WHAT NEEDS TO BE DONE » Begin with the first line of the entries below and reproduce each line exactly, ending with the line that holds "to request handlers.".

INPUT MATERIAL »
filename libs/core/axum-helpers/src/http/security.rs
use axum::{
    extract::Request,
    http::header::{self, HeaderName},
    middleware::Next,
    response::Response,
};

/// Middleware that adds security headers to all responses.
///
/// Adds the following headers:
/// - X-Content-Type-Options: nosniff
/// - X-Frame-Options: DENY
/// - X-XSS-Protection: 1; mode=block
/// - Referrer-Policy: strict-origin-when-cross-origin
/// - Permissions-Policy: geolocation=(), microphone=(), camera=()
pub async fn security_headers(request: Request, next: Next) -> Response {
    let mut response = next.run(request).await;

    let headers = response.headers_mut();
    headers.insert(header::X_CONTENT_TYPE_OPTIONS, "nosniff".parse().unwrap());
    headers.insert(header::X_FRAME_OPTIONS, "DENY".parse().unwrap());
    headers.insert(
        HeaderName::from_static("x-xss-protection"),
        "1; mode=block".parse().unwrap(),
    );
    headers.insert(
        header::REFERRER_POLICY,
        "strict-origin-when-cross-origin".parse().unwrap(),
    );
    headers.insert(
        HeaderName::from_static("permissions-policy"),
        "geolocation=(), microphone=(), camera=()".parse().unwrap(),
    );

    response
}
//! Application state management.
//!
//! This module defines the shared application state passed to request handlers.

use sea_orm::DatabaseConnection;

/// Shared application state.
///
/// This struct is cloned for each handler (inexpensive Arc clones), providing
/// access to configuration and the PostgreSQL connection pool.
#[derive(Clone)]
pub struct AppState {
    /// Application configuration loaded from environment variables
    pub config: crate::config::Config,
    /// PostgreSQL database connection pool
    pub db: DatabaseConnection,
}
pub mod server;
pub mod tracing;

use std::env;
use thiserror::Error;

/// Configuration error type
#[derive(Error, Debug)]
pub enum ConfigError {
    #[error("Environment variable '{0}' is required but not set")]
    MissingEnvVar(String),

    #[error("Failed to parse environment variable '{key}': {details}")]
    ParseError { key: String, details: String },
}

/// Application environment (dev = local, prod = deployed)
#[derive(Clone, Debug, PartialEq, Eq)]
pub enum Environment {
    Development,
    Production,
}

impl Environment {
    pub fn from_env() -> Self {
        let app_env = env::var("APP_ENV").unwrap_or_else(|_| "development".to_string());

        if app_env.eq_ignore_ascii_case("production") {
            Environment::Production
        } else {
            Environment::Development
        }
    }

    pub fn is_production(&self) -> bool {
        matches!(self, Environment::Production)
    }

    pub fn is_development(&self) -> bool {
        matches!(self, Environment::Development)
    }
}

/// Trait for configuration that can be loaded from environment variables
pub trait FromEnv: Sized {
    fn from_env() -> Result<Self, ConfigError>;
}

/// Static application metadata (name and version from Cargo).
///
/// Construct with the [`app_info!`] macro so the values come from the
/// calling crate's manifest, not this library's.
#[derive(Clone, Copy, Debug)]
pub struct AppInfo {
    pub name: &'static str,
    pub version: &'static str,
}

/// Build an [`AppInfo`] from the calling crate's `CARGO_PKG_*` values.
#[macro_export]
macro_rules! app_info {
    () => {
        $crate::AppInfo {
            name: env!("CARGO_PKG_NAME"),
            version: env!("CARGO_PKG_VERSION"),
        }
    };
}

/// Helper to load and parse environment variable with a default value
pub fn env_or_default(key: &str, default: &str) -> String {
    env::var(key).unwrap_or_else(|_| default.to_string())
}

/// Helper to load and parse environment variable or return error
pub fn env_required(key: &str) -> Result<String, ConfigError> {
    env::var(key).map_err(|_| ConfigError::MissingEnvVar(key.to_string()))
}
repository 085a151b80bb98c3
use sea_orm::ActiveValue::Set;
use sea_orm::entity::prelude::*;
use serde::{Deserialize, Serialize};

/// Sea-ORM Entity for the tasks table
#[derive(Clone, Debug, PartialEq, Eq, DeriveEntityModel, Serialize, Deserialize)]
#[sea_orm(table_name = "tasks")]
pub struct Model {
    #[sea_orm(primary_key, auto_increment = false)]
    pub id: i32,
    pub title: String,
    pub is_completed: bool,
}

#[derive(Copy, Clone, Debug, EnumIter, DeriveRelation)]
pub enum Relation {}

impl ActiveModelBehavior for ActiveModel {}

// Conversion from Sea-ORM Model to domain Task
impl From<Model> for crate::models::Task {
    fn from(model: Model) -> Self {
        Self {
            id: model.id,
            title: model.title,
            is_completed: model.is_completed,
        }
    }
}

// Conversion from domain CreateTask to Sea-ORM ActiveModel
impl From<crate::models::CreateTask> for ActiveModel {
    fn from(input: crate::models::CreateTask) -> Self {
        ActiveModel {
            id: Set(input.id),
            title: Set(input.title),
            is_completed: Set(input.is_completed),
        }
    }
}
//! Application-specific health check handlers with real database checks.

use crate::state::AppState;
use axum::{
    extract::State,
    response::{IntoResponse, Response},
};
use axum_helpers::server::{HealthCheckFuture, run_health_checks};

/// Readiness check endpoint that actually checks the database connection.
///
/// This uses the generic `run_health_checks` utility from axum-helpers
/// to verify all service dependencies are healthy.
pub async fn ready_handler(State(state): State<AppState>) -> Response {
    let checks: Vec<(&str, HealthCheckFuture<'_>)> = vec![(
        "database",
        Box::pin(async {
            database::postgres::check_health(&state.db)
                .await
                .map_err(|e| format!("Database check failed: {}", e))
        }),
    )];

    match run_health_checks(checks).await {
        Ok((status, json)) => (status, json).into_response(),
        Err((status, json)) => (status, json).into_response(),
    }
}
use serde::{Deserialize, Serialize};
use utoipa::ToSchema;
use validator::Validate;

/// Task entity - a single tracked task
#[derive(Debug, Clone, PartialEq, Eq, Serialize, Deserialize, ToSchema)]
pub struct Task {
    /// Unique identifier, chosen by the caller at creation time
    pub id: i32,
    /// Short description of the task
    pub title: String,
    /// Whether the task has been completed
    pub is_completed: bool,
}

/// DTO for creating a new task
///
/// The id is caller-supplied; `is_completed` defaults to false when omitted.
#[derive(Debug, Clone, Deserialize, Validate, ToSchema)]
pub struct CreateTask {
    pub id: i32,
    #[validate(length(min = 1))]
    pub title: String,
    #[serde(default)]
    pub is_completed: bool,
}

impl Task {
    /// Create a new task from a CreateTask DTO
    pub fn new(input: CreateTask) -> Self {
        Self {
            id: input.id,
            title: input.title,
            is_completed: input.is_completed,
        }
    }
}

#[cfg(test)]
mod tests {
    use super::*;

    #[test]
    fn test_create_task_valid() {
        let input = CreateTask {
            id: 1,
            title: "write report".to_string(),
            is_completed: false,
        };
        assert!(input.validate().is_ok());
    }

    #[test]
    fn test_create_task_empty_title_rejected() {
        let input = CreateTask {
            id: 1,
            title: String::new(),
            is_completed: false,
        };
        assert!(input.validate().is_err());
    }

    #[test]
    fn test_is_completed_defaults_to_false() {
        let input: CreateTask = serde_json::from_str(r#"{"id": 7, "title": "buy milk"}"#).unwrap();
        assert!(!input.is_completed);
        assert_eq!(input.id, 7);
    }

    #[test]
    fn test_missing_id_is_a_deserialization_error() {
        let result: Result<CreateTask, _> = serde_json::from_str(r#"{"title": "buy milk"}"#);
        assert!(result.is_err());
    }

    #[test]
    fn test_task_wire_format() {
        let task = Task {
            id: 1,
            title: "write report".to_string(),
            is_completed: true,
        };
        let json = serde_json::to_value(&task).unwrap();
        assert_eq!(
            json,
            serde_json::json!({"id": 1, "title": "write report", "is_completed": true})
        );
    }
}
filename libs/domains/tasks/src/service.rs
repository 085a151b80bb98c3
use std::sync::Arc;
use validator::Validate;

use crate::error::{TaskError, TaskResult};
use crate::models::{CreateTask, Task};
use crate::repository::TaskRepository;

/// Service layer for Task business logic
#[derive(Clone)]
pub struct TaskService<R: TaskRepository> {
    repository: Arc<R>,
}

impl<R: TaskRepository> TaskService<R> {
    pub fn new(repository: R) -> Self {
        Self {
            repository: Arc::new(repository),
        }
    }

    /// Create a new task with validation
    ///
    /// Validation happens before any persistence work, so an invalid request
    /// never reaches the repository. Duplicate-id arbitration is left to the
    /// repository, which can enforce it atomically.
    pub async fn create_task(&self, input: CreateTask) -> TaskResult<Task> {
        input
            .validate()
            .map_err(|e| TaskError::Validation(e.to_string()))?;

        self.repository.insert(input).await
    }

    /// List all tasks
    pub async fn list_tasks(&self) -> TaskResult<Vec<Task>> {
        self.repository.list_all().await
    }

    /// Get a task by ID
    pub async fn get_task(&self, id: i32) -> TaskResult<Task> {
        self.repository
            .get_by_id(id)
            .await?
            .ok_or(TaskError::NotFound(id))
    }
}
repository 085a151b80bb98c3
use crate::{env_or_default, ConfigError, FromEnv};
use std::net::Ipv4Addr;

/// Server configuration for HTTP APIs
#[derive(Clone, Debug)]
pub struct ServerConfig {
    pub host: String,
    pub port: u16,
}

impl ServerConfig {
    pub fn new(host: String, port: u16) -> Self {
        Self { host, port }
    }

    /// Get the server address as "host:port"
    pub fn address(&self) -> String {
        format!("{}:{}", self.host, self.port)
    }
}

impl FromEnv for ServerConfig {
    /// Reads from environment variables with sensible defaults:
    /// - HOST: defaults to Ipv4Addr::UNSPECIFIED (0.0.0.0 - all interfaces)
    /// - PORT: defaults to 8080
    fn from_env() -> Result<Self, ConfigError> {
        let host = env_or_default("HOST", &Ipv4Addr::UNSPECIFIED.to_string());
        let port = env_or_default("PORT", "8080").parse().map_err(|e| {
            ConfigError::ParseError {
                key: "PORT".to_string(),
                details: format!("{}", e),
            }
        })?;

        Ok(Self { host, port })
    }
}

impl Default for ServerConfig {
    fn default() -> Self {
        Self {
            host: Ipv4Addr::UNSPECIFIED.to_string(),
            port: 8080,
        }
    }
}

YOUR SOLUTION »
filename libs/core/axum-helpers/src/http/security.rs
use axum::{
    extract::Request,
    http::header::{self, HeaderName},
    middleware::Next,
    response::Response,
};

/// Middleware that adds security headers to all responses.
///
/// Adds the following headers:
/// - X-Content-Type-Options: nosniff
/// - X-Frame-Options: DENY
/// - X-XSS-Protection: 1; mode=block
/// - Referrer-Policy: strict-origin-when-cross-origin
/// - Permissions-Policy: geolocation=(), microphone=(), camera=()
pub async fn security_headers(request: Request, next: Next) -> Response {
    let mut response = next.run(request).await;

    let headers = response.headers_mut();
    headers.insert(header::X_CONTENT_TYPE_OPTIONS, "nosniff".parse().unwrap());
    headers.insert(header::X_FRAME_OPTIONS, "DENY".parse().unwrap());
    headers.insert(
        HeaderName::from_static("x-xss-protection"),
        "1; mode=block".parse().unwrap(),
    );
    headers.insert(
        header::REFERRER_POLICY,
        "strict-origin-when-cross-origin".parse().unwrap(),
    );
    headers.insert(
        HeaderName::from_static("permissions-policy"),
        "geolocation=(), microphone=(), camera=()".parse().unwrap(),
    );

    response
}
//! Application state management.
//!
//! This module defines the shared application state passed to request handlers.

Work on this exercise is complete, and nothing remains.